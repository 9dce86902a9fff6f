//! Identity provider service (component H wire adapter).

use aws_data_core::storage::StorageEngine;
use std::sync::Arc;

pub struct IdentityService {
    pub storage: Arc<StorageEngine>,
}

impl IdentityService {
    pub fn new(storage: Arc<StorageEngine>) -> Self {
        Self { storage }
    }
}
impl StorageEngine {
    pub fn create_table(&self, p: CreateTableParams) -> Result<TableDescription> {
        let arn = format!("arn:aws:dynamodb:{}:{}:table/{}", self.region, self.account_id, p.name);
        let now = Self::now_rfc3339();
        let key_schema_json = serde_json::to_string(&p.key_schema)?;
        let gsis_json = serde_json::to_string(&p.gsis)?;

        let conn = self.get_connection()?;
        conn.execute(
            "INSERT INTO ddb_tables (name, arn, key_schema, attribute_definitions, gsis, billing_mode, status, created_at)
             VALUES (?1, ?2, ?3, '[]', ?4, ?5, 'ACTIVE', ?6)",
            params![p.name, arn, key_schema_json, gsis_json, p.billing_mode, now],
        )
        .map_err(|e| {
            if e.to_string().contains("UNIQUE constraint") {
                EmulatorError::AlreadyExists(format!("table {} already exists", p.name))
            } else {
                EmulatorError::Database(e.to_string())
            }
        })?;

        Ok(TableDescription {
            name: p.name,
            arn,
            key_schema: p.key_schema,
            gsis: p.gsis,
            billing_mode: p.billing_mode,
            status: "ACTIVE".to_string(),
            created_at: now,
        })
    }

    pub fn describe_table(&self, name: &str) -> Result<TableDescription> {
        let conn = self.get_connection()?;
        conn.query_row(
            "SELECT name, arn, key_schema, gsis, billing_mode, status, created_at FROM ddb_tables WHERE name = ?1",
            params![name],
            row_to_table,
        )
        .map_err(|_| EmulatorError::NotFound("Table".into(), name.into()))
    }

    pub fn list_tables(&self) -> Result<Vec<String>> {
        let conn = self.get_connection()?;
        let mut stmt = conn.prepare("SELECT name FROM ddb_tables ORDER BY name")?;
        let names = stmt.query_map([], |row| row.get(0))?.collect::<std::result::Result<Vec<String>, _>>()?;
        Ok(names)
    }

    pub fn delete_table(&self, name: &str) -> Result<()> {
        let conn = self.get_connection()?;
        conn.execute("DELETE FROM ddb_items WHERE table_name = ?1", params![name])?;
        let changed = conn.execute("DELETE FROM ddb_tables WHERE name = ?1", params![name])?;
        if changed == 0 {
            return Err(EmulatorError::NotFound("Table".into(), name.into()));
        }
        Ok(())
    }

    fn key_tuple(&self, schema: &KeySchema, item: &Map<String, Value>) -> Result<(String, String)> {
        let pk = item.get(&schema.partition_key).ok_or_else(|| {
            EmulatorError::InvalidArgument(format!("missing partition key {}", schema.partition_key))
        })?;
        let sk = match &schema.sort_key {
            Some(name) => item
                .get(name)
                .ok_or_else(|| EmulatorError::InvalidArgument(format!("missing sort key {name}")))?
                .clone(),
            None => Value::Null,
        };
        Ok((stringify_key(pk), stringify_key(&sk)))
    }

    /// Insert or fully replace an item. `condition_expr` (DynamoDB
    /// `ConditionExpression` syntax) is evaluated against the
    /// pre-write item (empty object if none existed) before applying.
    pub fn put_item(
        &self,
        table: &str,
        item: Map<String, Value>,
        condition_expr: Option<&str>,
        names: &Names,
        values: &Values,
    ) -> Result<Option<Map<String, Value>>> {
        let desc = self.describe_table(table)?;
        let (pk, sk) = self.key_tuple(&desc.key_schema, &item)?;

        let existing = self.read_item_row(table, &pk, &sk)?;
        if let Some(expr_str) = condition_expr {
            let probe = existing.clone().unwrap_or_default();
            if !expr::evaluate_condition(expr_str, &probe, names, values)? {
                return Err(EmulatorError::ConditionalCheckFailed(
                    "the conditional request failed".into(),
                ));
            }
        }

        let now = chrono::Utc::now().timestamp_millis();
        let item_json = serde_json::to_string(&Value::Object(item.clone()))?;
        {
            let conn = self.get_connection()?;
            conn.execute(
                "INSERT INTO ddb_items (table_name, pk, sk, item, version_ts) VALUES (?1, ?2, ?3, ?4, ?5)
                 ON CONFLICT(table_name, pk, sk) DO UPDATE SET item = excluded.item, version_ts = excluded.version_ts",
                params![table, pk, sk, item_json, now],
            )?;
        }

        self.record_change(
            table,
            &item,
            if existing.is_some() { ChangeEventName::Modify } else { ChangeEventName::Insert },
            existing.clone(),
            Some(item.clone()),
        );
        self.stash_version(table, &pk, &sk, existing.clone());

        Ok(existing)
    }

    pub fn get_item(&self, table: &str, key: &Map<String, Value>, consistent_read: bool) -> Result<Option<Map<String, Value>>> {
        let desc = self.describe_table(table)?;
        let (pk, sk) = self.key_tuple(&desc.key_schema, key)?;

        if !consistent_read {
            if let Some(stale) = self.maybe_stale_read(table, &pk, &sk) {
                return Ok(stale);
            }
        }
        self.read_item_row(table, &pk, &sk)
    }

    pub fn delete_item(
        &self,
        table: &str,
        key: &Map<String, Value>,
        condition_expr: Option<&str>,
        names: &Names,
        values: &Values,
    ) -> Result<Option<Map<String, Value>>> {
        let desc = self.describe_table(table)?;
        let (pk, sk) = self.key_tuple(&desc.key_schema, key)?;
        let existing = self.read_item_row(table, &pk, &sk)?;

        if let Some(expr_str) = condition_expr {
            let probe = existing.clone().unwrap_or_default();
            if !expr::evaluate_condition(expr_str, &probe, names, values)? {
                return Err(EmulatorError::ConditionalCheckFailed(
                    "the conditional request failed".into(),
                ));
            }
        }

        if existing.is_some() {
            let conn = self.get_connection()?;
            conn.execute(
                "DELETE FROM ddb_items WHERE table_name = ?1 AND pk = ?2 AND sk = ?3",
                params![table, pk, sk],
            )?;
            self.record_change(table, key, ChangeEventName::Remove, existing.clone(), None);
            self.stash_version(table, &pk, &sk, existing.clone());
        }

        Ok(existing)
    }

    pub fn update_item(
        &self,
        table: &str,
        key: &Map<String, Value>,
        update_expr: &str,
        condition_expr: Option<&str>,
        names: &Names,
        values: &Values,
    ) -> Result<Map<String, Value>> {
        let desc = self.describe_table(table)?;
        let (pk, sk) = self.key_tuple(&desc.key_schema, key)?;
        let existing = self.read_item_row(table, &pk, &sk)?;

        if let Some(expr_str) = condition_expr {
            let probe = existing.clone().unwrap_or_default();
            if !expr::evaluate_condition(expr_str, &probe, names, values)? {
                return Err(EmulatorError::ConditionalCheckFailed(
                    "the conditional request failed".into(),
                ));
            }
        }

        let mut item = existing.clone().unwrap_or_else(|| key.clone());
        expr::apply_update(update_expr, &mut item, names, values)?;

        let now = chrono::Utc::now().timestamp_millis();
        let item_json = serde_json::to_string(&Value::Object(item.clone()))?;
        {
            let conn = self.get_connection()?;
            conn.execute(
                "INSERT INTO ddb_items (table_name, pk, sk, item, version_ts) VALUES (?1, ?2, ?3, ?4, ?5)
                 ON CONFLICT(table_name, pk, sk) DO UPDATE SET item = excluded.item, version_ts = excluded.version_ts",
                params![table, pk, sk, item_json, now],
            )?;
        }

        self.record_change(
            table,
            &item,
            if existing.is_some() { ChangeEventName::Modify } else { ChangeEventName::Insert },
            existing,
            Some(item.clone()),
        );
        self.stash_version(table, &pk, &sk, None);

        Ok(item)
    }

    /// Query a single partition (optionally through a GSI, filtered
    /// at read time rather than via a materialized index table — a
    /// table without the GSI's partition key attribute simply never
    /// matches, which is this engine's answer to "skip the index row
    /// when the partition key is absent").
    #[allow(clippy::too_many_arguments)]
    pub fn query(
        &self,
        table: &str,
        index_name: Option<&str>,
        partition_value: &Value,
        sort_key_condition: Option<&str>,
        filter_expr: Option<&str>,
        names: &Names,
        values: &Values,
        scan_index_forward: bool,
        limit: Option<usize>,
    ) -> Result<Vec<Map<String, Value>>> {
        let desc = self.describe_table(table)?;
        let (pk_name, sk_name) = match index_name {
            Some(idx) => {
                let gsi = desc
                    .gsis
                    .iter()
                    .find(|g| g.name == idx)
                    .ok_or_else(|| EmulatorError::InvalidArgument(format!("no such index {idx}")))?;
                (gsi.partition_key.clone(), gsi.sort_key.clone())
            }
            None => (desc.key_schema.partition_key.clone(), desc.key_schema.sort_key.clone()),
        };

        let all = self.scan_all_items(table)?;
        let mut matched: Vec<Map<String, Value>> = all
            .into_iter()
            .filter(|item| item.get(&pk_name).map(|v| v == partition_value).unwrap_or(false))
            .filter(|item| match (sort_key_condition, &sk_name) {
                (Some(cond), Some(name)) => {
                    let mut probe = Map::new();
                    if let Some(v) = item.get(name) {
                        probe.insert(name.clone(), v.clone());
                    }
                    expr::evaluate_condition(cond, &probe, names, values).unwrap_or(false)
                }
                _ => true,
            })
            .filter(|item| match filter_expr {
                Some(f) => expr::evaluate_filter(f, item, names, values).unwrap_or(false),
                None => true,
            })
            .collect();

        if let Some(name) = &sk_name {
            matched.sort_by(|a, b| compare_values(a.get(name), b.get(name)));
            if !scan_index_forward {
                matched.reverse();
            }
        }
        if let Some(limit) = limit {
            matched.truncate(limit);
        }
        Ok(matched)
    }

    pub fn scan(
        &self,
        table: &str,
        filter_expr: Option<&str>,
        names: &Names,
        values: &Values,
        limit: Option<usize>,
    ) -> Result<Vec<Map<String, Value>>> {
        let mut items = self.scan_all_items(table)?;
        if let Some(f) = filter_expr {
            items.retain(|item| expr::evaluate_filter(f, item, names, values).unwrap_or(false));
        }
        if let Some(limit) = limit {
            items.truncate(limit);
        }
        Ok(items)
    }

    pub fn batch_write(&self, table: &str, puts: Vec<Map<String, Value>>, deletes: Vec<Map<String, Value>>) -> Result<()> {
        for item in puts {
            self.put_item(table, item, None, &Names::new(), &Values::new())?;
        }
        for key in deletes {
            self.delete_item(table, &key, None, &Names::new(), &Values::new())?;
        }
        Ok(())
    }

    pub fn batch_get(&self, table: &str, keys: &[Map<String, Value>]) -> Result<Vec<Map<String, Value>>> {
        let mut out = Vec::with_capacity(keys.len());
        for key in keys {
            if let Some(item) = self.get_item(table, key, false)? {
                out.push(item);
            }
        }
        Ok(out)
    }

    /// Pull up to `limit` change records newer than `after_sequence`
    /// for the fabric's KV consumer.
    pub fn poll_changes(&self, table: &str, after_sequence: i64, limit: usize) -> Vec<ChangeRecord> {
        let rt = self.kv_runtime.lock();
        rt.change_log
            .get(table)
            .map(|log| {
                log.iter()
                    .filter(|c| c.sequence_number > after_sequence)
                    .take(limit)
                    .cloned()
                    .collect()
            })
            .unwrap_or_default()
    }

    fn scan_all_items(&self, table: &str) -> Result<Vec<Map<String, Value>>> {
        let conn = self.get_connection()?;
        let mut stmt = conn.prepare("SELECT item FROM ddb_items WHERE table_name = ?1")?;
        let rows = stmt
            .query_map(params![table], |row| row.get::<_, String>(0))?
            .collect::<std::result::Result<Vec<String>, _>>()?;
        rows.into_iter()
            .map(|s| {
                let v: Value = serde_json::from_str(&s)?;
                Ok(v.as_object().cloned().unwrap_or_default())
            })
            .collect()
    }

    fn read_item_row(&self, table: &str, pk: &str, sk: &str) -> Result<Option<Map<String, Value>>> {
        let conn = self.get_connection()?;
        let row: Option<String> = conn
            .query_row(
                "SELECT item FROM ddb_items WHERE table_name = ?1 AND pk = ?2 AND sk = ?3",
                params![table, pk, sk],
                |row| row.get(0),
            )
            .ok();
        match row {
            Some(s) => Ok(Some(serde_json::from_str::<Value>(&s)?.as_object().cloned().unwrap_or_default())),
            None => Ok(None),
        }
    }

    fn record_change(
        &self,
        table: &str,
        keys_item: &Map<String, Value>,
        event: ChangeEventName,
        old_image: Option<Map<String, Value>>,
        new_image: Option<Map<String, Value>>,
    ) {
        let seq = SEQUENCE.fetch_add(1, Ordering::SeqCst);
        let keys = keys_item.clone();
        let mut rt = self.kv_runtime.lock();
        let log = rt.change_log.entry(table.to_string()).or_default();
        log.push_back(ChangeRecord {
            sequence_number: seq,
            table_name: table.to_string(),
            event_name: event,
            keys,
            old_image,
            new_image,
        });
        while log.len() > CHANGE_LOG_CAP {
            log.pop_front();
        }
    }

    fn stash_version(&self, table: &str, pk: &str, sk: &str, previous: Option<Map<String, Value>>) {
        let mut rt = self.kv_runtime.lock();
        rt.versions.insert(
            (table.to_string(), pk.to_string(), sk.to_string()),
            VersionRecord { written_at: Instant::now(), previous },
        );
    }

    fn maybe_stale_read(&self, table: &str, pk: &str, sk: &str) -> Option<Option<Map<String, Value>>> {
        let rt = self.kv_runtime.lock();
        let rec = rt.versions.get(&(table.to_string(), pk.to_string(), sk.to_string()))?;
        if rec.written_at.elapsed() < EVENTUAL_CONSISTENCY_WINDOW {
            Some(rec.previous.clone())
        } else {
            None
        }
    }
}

******

** WHAT YOU ARE ASKED TO DO **
Search the listing above for "false" and copy every line that holds it.

** SOLVED PROBLEM **
            .filter(|item| item.get(&pk_name).map(|v| v == partition_value).unwrap_or(false))
                    expr::evaluate_condition(cond, &probe, names, values).unwrap_or(false)
                Some(f) => expr::evaluate_filter(f, item, names, values).unwrap_or(false),
            items.retain(|item| expr::evaluate_filter(f, item, names, values).unwrap_or(false));
            if let Some(item) = self.get_item(table, key, false)? {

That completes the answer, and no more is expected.